Top of Provided entries

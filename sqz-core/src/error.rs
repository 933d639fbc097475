//! Error types and result handling for pipeline operations.

use std::fmt;
use std::io;

use crate::codec::CodecError;

/// Result alias using the crate-level [`Error`] type.
pub type Result<T> = std::result::Result<T, Error>;

/// Failure modes of one pipeline invocation.
///
/// Each stage of the engine surfaces its own variant so callers can tell
/// a broken environment (I/O) apart from broken data (codec).
#[derive(Debug)]
pub enum Error {
    /// The codec backend could not be initialized.
    Init {
        /// Name of the algorithm whose backend failed to start.
        algorithm: String,
        /// Failure reported by the backend.
        source: CodecError,
    },

    /// Reading from the input stream failed.
    Read(io::Error),

    /// The codec rejected the data it was fed.
    ///
    /// Corrupted or truncated input cannot heal by repetition, so this
    /// is never retried.
    Process {
        /// Name of the algorithm that was processing the stream.
        algorithm: String,
        /// Failure reported by the backend.
        source: CodecError,
    },

    /// Writing to the output stream failed.
    Write(io::Error),
}

impl fmt::Display for Error {
    fn fmt(&self, f: &mut fmt::Formatter<'_>) -> fmt::Result {
        match self {
            Error::Init { algorithm, source } => {
                write!(f, "failed to initialize {algorithm} codec: {source}")
            }
            Error::Read(err) => write!(f, "error reading input: {err}"),
            Error::Process { algorithm, source } => {
                write!(f, "{algorithm}: {source}")
            }
            Error::Write(err) => write!(f, "error writing output: {err}"),
        }
    }
}

impl std::error::Error for Error {
    fn source(&self) -> Option<&(dyn std::error::Error + 'static)> {
        match self {
            Error::Init { source, .. } | Error::Process { source, .. } => Some(source),
            Error::Read(err) | Error::Write(err) => Some(err),
        }
    }
}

Bottom of Provided entries

> [Work required]
Within the material, find all lines that hold the word "output" and show them.

> [Result]
    /// Writing to the output stream failed.
            Error::Write(err) => write!(f, "error writing output: {err}"),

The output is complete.